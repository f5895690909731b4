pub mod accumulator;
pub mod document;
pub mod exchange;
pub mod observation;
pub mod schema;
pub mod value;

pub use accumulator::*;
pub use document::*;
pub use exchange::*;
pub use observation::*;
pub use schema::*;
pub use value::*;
━━━━━━━━━━━━━━━━━━━━━━━━━━━━━━
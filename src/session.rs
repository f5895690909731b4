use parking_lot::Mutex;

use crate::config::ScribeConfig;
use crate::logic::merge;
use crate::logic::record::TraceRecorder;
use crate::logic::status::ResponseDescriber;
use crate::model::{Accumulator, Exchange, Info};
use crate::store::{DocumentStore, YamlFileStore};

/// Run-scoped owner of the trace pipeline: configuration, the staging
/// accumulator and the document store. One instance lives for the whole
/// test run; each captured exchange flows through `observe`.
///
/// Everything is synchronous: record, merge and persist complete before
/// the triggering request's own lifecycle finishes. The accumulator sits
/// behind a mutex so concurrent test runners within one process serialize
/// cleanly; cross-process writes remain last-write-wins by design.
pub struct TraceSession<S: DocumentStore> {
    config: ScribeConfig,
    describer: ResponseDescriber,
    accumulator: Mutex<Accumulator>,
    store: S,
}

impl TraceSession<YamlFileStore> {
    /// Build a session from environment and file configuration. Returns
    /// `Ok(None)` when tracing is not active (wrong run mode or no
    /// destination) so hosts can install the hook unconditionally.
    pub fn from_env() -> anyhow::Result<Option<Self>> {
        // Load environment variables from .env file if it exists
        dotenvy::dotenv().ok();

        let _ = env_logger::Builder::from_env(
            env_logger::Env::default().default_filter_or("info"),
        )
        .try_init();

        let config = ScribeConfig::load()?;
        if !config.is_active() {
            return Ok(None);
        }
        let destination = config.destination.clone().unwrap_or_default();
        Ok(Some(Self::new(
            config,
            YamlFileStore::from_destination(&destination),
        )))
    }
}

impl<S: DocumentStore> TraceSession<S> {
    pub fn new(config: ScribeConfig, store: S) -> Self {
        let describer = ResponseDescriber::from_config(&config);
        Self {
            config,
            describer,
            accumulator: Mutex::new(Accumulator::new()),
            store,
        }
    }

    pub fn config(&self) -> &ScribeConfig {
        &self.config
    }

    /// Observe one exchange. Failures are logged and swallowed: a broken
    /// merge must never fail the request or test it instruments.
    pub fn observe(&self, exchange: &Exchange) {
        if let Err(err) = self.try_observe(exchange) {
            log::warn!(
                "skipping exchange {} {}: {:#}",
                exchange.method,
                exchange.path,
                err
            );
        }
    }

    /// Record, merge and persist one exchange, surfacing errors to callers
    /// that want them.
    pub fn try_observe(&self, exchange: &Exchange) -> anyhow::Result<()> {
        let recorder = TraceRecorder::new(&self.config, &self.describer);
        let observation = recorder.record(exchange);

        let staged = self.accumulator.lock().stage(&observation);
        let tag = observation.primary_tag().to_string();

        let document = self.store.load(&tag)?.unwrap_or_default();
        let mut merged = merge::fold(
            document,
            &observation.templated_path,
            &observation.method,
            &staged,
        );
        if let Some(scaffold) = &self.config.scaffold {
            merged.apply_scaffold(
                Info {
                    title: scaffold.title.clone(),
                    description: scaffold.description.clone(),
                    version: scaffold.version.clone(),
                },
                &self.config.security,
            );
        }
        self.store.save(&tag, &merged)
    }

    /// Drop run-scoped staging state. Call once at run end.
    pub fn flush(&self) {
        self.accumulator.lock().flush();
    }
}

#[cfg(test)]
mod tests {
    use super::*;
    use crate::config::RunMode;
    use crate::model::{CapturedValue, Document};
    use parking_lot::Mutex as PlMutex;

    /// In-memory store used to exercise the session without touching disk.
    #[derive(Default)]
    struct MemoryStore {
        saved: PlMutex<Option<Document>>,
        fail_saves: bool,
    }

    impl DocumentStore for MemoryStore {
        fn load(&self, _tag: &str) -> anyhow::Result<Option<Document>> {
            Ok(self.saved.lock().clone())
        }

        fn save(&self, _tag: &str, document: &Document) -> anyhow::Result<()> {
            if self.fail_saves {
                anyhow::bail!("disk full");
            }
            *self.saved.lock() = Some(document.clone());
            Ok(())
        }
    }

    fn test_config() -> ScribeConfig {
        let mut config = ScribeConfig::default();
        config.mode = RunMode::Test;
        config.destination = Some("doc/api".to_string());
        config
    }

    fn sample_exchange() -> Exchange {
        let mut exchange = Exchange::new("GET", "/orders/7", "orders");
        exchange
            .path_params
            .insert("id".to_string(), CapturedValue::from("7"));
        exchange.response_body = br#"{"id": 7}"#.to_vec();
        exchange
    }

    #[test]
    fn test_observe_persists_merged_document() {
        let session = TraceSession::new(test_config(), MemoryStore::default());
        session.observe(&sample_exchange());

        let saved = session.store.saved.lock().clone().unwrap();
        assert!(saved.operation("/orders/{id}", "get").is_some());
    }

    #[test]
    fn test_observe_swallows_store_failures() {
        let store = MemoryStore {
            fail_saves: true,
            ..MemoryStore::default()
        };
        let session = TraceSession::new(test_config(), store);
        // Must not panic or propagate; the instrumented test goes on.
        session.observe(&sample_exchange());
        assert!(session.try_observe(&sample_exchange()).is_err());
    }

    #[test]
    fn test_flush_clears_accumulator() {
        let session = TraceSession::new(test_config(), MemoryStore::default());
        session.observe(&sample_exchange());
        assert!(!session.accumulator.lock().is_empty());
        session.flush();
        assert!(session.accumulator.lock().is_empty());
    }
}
━━━━━━━━━━━━━━━━━━━━━━━━━━━━━━
• _Required work_
Please find every line in the listing that holds the string "TraceRecorder" and copy it.

• _The completed task_
use crate::logic::record::TraceRecorder;
        let recorder = TraceRecorder::new(&self.config, &self.describer);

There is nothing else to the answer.